Your answer should be the lines below from the one holding "Default number of attempts per chunk" through the one holding "a provider whose", copied exactly and with nothing else.

• • •

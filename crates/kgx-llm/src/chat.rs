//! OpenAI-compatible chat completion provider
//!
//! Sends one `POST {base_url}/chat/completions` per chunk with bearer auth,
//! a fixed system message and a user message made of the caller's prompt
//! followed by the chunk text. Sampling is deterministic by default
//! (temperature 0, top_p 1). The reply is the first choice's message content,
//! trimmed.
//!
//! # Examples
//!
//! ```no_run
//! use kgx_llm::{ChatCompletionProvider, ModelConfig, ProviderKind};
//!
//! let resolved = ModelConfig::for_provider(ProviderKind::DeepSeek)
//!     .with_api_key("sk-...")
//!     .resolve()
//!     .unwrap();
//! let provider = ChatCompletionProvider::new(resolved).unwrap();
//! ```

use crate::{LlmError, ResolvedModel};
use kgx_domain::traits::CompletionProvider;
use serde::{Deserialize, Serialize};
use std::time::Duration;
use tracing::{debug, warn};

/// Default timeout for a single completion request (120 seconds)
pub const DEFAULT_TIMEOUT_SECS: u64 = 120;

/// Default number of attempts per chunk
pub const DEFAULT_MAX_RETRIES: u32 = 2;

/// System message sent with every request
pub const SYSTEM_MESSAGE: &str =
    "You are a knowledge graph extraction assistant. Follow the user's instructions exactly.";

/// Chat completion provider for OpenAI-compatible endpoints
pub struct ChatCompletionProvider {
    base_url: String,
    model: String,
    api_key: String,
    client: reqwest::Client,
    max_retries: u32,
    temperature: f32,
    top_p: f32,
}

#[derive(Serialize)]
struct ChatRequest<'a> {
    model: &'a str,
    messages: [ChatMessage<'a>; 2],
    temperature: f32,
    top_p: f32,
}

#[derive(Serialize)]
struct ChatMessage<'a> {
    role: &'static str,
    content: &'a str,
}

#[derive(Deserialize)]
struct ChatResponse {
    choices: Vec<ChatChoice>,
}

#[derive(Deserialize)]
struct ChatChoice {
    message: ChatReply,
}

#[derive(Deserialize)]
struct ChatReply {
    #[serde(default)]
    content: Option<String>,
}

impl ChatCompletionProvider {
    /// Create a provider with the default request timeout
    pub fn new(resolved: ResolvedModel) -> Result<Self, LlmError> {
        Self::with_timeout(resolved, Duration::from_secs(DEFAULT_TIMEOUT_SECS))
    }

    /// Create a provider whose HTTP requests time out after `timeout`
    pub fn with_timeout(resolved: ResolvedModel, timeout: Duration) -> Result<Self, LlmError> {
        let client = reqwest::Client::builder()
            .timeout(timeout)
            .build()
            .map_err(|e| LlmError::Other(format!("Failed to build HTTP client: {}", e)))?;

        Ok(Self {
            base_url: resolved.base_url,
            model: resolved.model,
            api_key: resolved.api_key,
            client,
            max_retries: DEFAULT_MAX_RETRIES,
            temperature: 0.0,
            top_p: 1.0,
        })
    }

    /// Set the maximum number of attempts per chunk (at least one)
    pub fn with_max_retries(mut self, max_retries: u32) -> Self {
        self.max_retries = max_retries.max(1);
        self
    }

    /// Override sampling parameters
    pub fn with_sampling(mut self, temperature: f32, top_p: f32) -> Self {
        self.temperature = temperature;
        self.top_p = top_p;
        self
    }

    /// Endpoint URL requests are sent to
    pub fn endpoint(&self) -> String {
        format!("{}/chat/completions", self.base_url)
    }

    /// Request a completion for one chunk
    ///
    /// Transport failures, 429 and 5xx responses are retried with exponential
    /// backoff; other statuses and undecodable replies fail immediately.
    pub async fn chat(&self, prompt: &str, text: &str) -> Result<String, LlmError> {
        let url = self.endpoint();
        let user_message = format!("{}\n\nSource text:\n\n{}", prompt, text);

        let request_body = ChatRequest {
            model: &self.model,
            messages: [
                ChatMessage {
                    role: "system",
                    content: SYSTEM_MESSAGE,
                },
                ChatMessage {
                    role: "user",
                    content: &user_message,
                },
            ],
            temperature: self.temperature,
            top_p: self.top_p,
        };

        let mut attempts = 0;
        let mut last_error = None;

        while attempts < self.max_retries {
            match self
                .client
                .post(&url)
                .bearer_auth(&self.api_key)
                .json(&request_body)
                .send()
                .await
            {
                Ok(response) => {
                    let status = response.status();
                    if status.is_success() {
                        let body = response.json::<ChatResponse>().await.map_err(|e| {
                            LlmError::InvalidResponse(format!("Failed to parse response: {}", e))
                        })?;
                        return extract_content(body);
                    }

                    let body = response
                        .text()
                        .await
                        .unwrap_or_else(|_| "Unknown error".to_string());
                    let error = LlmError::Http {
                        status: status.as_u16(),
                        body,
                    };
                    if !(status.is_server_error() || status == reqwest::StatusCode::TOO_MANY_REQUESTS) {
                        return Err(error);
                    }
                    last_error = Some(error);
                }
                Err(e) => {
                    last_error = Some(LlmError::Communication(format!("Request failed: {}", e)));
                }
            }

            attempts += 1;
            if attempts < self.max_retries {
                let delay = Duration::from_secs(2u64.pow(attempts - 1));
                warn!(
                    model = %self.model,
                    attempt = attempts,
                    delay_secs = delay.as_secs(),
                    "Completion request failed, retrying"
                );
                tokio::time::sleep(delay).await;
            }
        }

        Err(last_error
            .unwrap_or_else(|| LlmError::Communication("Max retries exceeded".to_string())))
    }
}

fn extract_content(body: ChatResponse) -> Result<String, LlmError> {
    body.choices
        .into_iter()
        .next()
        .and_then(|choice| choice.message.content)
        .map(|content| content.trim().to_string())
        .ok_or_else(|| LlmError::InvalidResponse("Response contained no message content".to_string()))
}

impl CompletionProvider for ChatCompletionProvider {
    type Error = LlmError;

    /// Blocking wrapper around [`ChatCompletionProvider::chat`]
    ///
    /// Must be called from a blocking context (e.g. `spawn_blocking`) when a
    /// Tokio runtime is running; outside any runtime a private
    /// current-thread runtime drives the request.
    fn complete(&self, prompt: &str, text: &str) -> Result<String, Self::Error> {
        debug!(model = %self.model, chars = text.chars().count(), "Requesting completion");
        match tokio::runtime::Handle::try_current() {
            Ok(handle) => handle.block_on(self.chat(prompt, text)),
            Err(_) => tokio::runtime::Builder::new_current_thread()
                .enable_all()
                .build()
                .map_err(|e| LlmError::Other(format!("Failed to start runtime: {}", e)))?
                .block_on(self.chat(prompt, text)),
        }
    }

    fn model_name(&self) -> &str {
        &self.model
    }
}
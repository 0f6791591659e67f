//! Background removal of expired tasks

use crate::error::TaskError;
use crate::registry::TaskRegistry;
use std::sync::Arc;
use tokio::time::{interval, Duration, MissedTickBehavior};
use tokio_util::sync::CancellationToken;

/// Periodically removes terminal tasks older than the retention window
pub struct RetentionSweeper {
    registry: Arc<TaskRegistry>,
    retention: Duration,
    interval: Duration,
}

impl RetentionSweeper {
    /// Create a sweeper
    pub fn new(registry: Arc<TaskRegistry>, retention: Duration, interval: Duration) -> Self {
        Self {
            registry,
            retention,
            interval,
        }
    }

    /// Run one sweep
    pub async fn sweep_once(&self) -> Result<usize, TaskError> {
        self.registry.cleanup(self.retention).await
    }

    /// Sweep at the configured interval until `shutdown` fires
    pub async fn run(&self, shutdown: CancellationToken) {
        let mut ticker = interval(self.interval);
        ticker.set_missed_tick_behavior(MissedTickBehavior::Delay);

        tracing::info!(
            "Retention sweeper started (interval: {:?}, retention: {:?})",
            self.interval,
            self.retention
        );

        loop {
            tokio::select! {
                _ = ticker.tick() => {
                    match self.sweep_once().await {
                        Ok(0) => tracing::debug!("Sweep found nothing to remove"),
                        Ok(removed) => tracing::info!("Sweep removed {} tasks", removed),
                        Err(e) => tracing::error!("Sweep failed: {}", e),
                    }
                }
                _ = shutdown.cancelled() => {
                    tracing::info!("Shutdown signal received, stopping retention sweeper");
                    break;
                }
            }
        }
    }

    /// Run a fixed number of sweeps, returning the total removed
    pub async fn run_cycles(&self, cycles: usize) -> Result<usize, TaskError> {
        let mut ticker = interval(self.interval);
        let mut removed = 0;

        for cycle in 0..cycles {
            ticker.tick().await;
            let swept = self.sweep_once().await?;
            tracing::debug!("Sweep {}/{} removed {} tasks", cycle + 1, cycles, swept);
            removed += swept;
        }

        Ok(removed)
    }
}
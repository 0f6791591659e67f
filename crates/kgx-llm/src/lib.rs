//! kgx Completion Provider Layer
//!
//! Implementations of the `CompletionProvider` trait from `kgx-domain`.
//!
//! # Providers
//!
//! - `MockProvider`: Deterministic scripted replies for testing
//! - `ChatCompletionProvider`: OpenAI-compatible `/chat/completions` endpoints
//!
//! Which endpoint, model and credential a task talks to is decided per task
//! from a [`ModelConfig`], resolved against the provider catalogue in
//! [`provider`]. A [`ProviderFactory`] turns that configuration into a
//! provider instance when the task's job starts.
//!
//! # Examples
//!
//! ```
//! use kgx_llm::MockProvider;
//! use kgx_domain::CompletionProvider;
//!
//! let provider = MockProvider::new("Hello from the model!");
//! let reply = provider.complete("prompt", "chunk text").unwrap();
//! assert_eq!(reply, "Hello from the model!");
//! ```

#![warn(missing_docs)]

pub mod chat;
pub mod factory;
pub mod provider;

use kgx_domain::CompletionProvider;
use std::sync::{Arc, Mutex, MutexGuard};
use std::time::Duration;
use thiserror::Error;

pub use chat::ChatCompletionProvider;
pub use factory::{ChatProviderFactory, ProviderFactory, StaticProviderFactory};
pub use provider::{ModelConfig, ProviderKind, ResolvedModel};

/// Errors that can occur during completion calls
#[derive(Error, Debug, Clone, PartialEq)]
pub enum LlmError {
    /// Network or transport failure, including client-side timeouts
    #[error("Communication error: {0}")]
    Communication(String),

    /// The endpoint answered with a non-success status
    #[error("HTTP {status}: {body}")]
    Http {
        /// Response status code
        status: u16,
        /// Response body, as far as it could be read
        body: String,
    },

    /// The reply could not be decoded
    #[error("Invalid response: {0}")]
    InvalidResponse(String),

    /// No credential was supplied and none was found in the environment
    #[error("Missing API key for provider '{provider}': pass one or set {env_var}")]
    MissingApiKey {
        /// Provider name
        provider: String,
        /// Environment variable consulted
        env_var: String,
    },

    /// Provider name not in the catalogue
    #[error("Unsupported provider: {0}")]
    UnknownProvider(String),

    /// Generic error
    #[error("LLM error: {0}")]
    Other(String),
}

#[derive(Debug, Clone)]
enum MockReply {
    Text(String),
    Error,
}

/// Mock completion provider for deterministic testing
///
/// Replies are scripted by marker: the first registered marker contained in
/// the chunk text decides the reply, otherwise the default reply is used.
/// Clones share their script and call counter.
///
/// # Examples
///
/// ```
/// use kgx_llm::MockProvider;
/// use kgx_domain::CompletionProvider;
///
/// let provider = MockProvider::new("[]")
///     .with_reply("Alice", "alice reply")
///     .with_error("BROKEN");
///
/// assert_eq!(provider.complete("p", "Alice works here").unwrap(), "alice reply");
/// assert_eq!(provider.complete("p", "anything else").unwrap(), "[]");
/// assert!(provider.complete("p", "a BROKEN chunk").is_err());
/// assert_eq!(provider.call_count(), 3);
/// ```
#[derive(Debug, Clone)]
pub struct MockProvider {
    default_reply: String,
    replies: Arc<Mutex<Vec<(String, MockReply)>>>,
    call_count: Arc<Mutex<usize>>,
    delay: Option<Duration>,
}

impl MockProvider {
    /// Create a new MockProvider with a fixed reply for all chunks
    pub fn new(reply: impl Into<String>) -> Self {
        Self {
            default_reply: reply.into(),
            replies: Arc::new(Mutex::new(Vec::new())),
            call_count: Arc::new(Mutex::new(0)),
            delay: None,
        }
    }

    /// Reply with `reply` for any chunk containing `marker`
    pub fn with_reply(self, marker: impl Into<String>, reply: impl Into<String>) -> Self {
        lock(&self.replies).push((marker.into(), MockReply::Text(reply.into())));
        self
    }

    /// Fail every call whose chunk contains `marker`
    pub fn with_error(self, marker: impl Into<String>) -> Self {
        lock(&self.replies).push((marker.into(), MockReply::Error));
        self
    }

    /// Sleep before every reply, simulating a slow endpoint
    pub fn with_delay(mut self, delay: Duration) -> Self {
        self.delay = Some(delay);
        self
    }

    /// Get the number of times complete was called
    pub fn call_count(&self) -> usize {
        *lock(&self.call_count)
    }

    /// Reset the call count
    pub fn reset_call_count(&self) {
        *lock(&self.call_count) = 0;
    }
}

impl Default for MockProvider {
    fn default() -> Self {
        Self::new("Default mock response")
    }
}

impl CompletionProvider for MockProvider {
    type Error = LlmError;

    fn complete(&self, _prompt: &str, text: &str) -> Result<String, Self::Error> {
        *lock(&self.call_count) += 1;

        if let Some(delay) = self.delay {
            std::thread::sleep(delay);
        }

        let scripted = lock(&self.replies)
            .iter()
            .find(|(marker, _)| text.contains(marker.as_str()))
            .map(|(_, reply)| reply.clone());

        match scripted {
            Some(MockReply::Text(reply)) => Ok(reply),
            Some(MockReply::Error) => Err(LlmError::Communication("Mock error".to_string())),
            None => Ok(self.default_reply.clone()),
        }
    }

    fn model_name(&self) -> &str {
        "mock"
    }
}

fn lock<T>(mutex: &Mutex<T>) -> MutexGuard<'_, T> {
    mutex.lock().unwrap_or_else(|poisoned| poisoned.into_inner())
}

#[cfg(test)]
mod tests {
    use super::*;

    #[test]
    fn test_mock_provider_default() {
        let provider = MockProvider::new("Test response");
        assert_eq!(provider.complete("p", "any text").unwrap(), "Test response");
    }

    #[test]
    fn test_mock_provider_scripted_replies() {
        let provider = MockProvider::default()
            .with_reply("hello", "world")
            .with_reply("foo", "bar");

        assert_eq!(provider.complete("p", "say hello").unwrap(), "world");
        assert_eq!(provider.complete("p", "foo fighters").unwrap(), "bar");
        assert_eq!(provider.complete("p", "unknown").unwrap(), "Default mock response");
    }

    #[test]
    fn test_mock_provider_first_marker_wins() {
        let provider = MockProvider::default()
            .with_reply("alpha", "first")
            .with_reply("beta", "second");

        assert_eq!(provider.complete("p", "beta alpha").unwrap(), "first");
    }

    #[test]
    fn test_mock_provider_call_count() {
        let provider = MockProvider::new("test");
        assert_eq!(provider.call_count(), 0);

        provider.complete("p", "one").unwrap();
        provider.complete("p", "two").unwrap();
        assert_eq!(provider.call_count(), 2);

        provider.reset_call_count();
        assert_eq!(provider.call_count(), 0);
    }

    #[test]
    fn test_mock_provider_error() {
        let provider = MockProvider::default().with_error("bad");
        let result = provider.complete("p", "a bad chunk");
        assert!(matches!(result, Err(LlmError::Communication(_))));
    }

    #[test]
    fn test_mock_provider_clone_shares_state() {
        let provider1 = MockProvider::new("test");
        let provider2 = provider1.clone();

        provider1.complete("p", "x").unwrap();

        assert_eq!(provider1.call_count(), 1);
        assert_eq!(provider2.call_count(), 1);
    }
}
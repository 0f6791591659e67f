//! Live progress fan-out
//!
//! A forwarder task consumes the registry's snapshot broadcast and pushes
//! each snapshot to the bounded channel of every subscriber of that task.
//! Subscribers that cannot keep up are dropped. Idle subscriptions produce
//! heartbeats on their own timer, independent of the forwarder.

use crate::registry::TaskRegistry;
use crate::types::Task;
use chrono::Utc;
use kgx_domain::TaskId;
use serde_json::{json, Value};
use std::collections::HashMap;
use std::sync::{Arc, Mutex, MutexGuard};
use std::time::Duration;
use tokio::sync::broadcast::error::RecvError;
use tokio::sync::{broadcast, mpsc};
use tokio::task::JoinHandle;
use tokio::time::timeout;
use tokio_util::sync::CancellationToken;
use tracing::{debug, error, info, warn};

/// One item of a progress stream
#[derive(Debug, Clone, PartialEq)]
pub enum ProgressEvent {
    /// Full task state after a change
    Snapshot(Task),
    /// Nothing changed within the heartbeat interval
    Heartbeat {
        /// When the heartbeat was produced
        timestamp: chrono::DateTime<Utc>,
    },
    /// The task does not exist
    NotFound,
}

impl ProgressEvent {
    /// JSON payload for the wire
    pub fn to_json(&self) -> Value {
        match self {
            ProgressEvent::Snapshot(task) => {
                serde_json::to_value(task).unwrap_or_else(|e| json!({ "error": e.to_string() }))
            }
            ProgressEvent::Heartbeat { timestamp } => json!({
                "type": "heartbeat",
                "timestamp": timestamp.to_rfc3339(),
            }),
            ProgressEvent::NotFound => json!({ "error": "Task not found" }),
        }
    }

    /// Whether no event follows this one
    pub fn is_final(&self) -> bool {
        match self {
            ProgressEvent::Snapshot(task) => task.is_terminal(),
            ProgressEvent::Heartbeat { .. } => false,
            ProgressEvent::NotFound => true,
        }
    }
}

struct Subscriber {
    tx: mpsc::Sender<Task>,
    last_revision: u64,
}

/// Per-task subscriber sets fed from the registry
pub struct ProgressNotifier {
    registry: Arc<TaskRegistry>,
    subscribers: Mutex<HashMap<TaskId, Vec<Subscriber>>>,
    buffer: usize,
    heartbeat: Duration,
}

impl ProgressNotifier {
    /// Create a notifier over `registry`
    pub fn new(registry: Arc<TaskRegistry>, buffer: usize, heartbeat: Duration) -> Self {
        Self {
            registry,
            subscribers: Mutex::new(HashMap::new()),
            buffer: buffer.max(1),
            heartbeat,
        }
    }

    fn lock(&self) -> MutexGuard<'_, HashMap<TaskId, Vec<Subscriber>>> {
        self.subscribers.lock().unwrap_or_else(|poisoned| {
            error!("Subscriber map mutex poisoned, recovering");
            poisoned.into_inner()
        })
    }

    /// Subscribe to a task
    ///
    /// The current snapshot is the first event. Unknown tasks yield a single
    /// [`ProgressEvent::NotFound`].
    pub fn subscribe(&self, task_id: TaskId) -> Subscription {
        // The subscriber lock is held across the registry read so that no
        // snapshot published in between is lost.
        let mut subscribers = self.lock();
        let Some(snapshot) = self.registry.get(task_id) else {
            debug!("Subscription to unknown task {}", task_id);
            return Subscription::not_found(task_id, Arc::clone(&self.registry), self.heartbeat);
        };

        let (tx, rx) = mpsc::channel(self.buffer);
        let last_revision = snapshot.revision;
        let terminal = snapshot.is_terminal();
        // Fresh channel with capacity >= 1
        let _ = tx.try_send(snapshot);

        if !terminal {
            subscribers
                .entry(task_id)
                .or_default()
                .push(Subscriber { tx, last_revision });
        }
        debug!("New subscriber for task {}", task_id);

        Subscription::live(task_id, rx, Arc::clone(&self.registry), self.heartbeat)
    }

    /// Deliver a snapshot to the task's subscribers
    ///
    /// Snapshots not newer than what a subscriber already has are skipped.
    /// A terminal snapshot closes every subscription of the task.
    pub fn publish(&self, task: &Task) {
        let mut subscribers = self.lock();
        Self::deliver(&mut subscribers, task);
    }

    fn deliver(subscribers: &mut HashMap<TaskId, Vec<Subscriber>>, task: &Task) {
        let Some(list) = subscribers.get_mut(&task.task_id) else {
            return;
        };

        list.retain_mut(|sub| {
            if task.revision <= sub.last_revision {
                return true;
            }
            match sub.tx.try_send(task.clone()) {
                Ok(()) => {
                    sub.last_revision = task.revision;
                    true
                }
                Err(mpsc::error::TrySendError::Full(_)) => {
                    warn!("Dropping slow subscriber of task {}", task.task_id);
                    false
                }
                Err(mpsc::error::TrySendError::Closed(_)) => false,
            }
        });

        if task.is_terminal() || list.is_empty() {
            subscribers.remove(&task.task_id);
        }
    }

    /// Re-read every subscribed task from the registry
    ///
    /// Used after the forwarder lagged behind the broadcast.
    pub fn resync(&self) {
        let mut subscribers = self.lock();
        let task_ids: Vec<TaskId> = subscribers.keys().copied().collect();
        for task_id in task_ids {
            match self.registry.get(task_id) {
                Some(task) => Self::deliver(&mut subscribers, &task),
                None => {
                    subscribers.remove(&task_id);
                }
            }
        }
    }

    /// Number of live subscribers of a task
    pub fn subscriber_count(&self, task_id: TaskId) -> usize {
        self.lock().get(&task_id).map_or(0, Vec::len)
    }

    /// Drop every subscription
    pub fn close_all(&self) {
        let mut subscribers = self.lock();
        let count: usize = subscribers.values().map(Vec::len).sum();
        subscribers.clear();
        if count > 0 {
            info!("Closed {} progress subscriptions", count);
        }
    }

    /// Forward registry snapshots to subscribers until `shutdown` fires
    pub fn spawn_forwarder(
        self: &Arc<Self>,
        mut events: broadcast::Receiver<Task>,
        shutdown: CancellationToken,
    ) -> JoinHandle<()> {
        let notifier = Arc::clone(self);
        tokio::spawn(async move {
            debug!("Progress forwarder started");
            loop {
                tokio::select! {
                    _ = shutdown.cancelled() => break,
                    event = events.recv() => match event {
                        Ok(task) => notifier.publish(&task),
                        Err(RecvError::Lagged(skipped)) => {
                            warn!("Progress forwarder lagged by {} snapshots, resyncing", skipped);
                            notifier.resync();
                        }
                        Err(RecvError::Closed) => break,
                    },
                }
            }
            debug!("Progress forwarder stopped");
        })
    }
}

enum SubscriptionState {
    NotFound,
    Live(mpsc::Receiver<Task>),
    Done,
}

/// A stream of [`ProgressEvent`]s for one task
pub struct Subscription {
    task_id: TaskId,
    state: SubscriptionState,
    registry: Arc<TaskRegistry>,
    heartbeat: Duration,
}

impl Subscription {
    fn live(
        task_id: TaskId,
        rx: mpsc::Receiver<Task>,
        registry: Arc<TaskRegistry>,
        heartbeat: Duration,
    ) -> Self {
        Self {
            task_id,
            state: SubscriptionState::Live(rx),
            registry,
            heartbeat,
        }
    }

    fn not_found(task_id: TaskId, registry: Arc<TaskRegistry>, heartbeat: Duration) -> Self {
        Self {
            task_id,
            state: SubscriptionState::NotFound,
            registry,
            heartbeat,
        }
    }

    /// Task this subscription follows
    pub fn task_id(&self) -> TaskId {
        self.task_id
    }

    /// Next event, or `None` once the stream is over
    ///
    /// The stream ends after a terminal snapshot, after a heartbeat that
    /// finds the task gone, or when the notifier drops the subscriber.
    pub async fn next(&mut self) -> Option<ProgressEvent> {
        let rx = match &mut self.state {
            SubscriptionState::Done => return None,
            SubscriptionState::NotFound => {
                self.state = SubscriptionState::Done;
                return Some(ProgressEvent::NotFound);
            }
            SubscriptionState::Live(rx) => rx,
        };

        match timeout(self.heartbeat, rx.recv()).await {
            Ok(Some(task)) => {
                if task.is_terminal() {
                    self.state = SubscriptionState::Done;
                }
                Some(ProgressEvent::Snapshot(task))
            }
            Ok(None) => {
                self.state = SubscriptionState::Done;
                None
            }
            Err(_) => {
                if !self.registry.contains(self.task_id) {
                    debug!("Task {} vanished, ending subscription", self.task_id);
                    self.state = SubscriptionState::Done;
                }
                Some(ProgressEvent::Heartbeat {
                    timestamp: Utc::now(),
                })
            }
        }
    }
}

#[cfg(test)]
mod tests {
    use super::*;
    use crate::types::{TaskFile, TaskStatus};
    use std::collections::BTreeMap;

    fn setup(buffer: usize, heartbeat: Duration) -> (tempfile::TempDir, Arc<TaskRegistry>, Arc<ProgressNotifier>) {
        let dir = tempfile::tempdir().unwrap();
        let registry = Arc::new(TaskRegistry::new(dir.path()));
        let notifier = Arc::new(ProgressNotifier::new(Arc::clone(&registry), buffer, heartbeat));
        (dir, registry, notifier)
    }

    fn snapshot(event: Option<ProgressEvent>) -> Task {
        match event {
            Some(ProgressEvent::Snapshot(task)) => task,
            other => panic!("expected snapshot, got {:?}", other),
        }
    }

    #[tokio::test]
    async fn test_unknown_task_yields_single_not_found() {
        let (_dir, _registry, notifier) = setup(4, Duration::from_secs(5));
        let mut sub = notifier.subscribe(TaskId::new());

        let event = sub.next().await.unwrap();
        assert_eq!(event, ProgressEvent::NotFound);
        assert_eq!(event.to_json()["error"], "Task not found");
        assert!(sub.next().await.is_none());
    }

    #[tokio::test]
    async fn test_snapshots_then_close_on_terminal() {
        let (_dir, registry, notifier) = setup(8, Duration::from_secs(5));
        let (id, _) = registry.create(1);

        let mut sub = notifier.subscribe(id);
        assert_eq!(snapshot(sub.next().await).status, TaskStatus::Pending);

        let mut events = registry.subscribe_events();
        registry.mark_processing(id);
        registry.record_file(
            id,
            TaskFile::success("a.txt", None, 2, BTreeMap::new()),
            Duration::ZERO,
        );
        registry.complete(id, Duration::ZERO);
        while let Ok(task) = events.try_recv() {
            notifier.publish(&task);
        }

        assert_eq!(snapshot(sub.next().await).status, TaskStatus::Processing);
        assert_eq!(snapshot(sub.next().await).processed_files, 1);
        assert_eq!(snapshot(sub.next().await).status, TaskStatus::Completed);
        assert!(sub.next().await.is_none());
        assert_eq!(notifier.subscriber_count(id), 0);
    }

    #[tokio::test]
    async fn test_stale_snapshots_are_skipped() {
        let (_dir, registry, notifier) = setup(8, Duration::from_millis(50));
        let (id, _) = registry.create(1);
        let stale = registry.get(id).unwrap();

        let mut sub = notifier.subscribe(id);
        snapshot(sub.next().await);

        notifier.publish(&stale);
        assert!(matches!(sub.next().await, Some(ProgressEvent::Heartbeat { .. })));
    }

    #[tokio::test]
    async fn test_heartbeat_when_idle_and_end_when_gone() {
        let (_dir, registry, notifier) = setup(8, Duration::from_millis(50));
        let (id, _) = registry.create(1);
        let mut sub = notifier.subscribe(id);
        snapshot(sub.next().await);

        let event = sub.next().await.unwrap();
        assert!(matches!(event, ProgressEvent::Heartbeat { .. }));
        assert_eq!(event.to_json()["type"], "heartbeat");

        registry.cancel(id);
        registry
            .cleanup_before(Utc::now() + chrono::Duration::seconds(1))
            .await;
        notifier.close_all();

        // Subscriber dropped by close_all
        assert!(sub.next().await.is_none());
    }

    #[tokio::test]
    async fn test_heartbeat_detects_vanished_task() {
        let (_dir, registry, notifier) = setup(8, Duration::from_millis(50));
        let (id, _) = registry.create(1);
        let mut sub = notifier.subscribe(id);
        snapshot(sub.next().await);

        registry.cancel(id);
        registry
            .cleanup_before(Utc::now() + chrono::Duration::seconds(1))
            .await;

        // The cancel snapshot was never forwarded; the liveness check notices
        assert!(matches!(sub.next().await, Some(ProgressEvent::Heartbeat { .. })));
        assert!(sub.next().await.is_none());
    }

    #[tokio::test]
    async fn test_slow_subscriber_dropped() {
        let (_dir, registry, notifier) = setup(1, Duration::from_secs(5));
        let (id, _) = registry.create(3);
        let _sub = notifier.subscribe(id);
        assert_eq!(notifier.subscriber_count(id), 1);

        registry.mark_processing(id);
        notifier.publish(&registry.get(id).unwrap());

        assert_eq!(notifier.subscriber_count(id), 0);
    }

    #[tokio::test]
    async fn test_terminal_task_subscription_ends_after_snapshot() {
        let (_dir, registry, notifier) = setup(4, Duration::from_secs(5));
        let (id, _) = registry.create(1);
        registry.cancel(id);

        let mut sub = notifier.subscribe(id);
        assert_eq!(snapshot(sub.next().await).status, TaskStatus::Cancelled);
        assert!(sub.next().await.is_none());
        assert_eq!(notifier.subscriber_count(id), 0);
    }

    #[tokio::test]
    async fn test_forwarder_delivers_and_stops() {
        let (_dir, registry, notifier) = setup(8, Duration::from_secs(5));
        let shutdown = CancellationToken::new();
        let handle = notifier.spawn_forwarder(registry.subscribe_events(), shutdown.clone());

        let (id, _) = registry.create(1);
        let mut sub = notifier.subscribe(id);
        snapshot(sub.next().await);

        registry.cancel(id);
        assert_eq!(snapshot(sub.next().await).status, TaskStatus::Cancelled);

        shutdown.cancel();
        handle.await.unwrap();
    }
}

• • •

=== Exercise result ===
/// Default number of attempts per chunk
pub const DEFAULT_MAX_RETRIES: u32 = 2;

/// System message sent with every request
pub const SYSTEM_MESSAGE: &str =
    "You are a knowledge graph extraction assistant. Follow the user's instructions exactly.";

/// Chat completion provider for OpenAI-compatible endpoints
pub struct ChatCompletionProvider {
    base_url: String,
    model: String,
    api_key: String,
    client: reqwest::Client,
    max_retries: u32,
    temperature: f32,
    top_p: f32,
}

#[derive(Serialize)]
struct ChatRequest<'a> {
    model: &'a str,
    messages: [ChatMessage<'a>; 2],
    temperature: f32,
    top_p: f32,
}

#[derive(Serialize)]
struct ChatMessage<'a> {
    role: &'static str,
    content: &'a str,
}

#[derive(Deserialize)]
struct ChatResponse {
    choices: Vec<ChatChoice>,
}

#[derive(Deserialize)]
struct ChatChoice {
    message: ChatReply,
}

#[derive(Deserialize)]
struct ChatReply {
    #[serde(default)]
    content: Option<String>,
}

impl ChatCompletionProvider {
    /// Create a provider with the default request timeout
    pub fn new(resolved: ResolvedModel) -> Result<Self, LlmError> {
        Self::with_timeout(resolved, Duration::from_secs(DEFAULT_TIMEOUT_SECS))
    }

    /// Create a provider whose HTTP requests time out after `timeout`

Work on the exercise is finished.